No English dialect has the history or resources of Scots. No English dialect is linguistically differentiated from other English dialects in the way Scots is differentiated from English. It would be perfectly possible to revive a standardised literary variety of Scots which is distinct from English both in its linguistic “raw material” and in its standard norms. It is also perfectly possible to revive a system of Scots spelling which provides all spoken dialects of Scots with a single orthography which highlights the commonalities between the dialects and promotes the perception of them as local expressions of a single Scots language. Nothing new or artificial need be created, because Scots either already possesses all these properties or it once did.
What Scots once was, it could be again. It’s up to the speakers of Scots to decide.
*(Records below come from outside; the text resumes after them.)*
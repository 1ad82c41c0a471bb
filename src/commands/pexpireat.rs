use crate::{
    commands::{
        command_error::CommandError, command_handler::CommandResult, command_utils::parse_integer,
    },
    executor::{ServerState, Session},
    key_value_store::now_ms,
    resp::RespValue,
};

pub struct PexpireatArguments {
    key: String,
    /// Unix time in milliseconds
    at: i64,
}

impl PexpireatArguments {
    pub fn parse(arguments: Vec<String>) -> Result<Self, CommandError> {
        let [key, at] = arguments.as_slice() else {
            return Err(CommandError::WrongNumberOfArguments(
                "pexpireat".to_string(),
            ));
        };

        Ok(Self {
            key: key.clone(),
            at: parse_integer(at)?,
        })
    }
}

/// Handles PEXPIREAT.
///
/// Replies 1 if the key exists and 0 otherwise. A timestamp already in the
/// past deletes the key immediately.
pub fn pexpireat(
    server: &mut ServerState,
    session: &mut Session,
    arguments: Vec<String>,
) -> Result<CommandResult, CommandError> {
    let pexpireat_arguments = PexpireatArguments::parse(arguments)?;
    let partition = server.partition(session.db_index)?;
    let now = now_ms();

    let Some(value) = partition.get(&pexpireat_arguments.key, now) else {
        return Ok(CommandResult::Response(RespValue::Integer(0).encode()));
    };

    if pexpireat_arguments.at <= now {
        partition.delete(&pexpireat_arguments.key);
    } else {
        partition.put(
            pexpireat_arguments.key,
            value,
            Some(pexpireat_arguments.at),
        );
    }

    Ok(CommandResult::Response(RespValue::Integer(1).encode()))
}
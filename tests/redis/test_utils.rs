use std::{collections::HashMap, time::Duration};

use bytes::{Bytes, BytesMut};
use regis::{
    config::Config,
    connection::{ConnId, Outbound},
    executor::{Event, Executor, ServerState},
    resp::{take_frames, Frame, RespValue},
};
use tempfile::TempDir;
use tokio::{sync::mpsc::UnboundedReceiver, time::timeout};

const EVENT_TIMEOUT: Duration = Duration::from_secs(5);

/// An executor driven directly by the test, with fake client connections
/// whose outbound queues are read back instead of going through sockets.
pub struct TestEnv {
    pub executor: Executor,
    pub dir: TempDir,
    clients: HashMap<ConnId, UnboundedReceiver<Outbound>>,
    next_id: ConnId,
}

impl TestEnv {
    pub fn new() -> Self {
        Self::with_config(|_| {})
    }

    /// Builds an environment whose snapshots go to a fresh temp directory.
    pub fn with_config(configure: impl FnOnce(&mut Config)) -> Self {
        let dir = TempDir::new().unwrap();

        let mut config = Config {
            dir: dir.path().to_path_buf(),
            drain_interval_ms: 1,
            ..Config::default()
        };
        configure(&mut config);

        Self {
            executor: Executor::new(config),
            dir,
            clients: HashMap::new(),
            next_id: 0,
        }
    }

    pub fn state(&self) -> &ServerState {
        self.executor.state()
    }

    pub fn state_mut(&mut self) -> &mut ServerState {
        self.executor.state_mut()
    }

    pub fn connect(&mut self) -> ConnId {
        self.next_id += 1;
        let id = self.next_id;
        let (sender, receiver) = tokio::sync::mpsc::unbounded_channel();

        self.executor.handle(Event::Connected {
            id,
            addr: format!("127.0.0.1:{}", 50000 + id),
            sender,
        });
        self.clients.insert(id, receiver);

        id
    }

    pub fn disconnect(&mut self, id: ConnId) {
        self.executor.handle(Event::Disconnected { id });
        self.clients.remove(&id);
    }

    pub fn send(&mut self, id: ConnId, arguments: &[&str]) {
        self.executor.handle(Event::Command {
            id,
            command: RespValue::command(arguments),
        });
    }

    /// Runs a command and returns everything queued for the connection since
    /// the last read, as text.
    pub fn command(&mut self, id: ConnId, arguments: &[&str]) -> String {
        self.send(id, arguments);
        String::from_utf8_lossy(&self.output(id)).to_string()
    }

    /// Drains the connection's outbound queue.
    pub fn output(&mut self, id: ConnId) -> Bytes {
        let mut collected = BytesMut::new();

        if let Some(receiver) = self.clients.get_mut(&id) {
            while let Ok(message) = receiver.try_recv() {
                if let Outbound::Data(data) = message {
                    collected.extend_from_slice(&data);
                }
            }
        }

        collected.freeze()
    }

    /// Whether the executor asked the connection to close.
    pub fn was_closed(&mut self, id: ConnId) -> bool {
        let Some(receiver) = self.clients.get_mut(&id) else {
            return false;
        };

        let mut closed = false;

        while let Ok(message) = receiver.try_recv() {
            closed |= message == Outbound::Close;
        }

        closed
    }

    /// Handles queued events until `done` holds.
    pub async fn pump_until(&mut self, mut done: impl FnMut(&ServerState) -> bool) {
        while !done(self.executor.state()) {
            let event = timeout(EVENT_TIMEOUT, self.executor.next_event())
                .await
                .expect("timed out waiting for an event")
                .expect("event queue closed");

            self.executor.handle(event);
        }
    }

    /// Waits for the background snapshot to finish and every partition to be merged back.
    pub async fn settle(&mut self) {
        self.pump_until(|state| {
            state.partitions.status() == regis::store::PartitionState::Normal
        })
        .await;
    }

    /// Handles whatever is already queued without waiting.
    pub fn pump_ready(&mut self) {
        while let Some(event) = self.executor.try_next_event() {
            self.executor.handle(event);
        }
    }
}

pub fn encode(arguments: &[&str]) -> String {
    RespValue::command(arguments).encode()
}

pub fn bulk(value: &str) -> String {
    RespValue::BulkString(value.to_string()).encode()
}

pub fn integer(value: i64) -> String {
    RespValue::Integer(value).encode()
}

pub fn ok() -> String {
    RespValue::ok().encode()
}

pub fn null() -> String {
    RespValue::Null.encode()
}

/// Splits a byte stream into complete RESP values, skipping keepalives.
pub fn decode_all(data: &[u8]) -> Vec<RespValue> {
    let mut buffer = BytesMut::from(data);

    take_frames(&mut buffer)
        .unwrap()
        .into_iter()
        .filter_map(|(frame, _)| match frame {
            Frame::Value(value) => Some(value),
            Frame::KeepAlive => None,
        })
        .collect()
}
use bytes::Bytes;

use crate::{
    commands::{command_error::CommandError, command_handler::CommandResult},
    executor::{ServerState, Session},
    resp::RespValue,
};

pub struct PublishArguments {
    pub channel: String,
    pub message: String,
}

impl PublishArguments {
    pub fn parse(arguments: Vec<String>) -> Result<Self, CommandError> {
        let [channel, message] = arguments.as_slice() else {
            return Err(CommandError::WrongNumberOfArguments("publish".to_string()));
        };

        Ok(Self {
            channel: channel.clone(),
            message: message.clone(),
        })
    }
}

/// Sends the message to every subscriber and replies with how many got it.
pub fn publish(
    server: &mut ServerState,
    _session: &mut Session,
    arguments: Vec<String>,
) -> Result<CommandResult, CommandError> {
    let publish_arguments = PublishArguments::parse(arguments)?;

    let message = Bytes::from(
        RespValue::Array(vec![
            RespValue::BulkString("message".to_string()),
            RespValue::BulkString(publish_arguments.channel.clone()),
            RespValue::BulkString(publish_arguments.message),
        ])
        .encode(),
    );

    let count = server
        .pub_sub
        .subscribers(&publish_arguments.channel)
        .filter(|id| server.clients.send(*id, message.clone()))
        .count();

    Ok(CommandResult::Response(
        RespValue::Integer(count as i64).encode(),
    ))
}
use std::collections::HashMap;

use crate::{
    key_value_store::Value,
    rdb::{
        opcode::{parse_magic_string, parse_opcode, OpCodeResponse},
        snapshot_error::SnapshotError,
    },
};

/// Incremental snapshot decoder.
///
/// Bytes can be fed in arbitrary chunks; anything that does not yet form a
/// complete record is kept until the next call. Decoded entries are turned
/// into the commands that would recreate them (`SELECT`, `SET`, `RPUSH`,
/// `PEXPIREAT`), so a snapshot is loaded through the normal command path.
#[derive(Debug, Default)]
pub struct RdbParser {
    buffer: Vec<u8>,
    cursor: usize,
    pub version: Option<String>,
    pub metadata: HashMap<String, String>,
    pub commands: Vec<Vec<String>>,
    pub checksum: Option<[u8; 8]>,
}

impl RdbParser {
    pub fn new() -> Self {
        Self::default()
    }

    pub fn is_finished(&self) -> bool {
        self.checksum.is_some()
    }

    pub fn parse(&mut self, chunk: &[u8]) -> Result<(), SnapshotError> {
        if self.is_finished() {
            return Ok(());
        }

        self.buffer.extend_from_slice(chunk);

        if self.version.is_none() {
            match parse_magic_string(&self.buffer) {
                Ok(response) => {
                    self.cursor += response.number_of_read_bytes;
                    self.version = Some(response.version);
                }
                Err(SnapshotError::UnexpectedEof) => return Ok(()),
                Err(e) => return Err(e),
            }
        }

        while self.cursor < self.buffer.len() && !self.is_finished() {
            let (response, read) = match parse_opcode(&self.buffer, self.cursor) {
                Ok(parsed) => parsed,
                Err(SnapshotError::UnexpectedEof) => break,
                Err(e) => return Err(e),
            };

            self.cursor += read;
            self.apply(response);
        }

        self.buffer.drain(..self.cursor);
        self.cursor = 0;

        Ok(())
    }

    fn apply(&mut self, response: OpCodeResponse) {
        match response {
            OpCodeResponse::Metadata { key, value } => {
                self.metadata.insert(key, value);
            }
            OpCodeResponse::ResizeDb { .. } => {}
            OpCodeResponse::Database { index } => {
                self.commands
                    .push(vec!["SELECT".to_string(), index.to_string()]);
            }
            OpCodeResponse::Entry {
                key,
                value,
                expires_at,
            } => self.push_entry(key, value, expires_at),
            OpCodeResponse::EndOfFile { checksum } => {
                self.checksum = Some(checksum);
            }
        }
    }

    fn push_entry(&mut self, key: String, value: Value, expires_at: Option<i64>) {
        match value {
            Value::String(value) => {
                let mut command = vec!["SET".to_string(), key, value];

                if let Some(at) = expires_at {
                    command.push("PXAT".to_string());
                    command.push(at.to_string());
                }

                self.commands.push(command);
            }
            Value::List(items) => {
                if items.is_empty() {
                    return;
                }

                let mut command = vec!["RPUSH".to_string(), key.clone()];
                command.extend(items);
                self.commands.push(command);

                if let Some(at) = expires_at {
                    self.commands
                        .push(vec!["PEXPIREAT".to_string(), key, at.to_string()]);
                }
            }
        }
    }

    /// Returns the decoded commands, failing if the end marker was never seen.
    pub fn into_commands(self) -> Result<Vec<Vec<String>>, SnapshotError> {
        if !self.is_finished() {
            return Err(SnapshotError::UnexpectedEof);
        }

        Ok(self.commands)
    }
}

/// Decodes a complete snapshot into the commands that recreate it.
pub fn snapshot_to_commands(bytes: &[u8]) -> Result<Vec<Vec<String>>, SnapshotError> {
    let mut parser = RdbParser::new();
    parser.parse(bytes)?;
    parser.into_commands()
}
If you want Scots to be a language, start treating it as though it was.
1. For details of the linguistic features which define Scots, and an explanation of the different dialects of Scots see: http://www.dsl.ac.uk/ and click on “History of Scots to 1700”. Some of the explanation is rather technical.
2. An isolating language is one in which grammatical relationships are signalled by word order and by independent words and particles. The kind of structure a language has is no guide to its genetic affiliations. English has strong isolating tendencies, but its close relative German has a more synthetic structure. A synthetic language is, to simplify somewhat, one in which grammatical relationships are signalled by special suffixes or prefixes.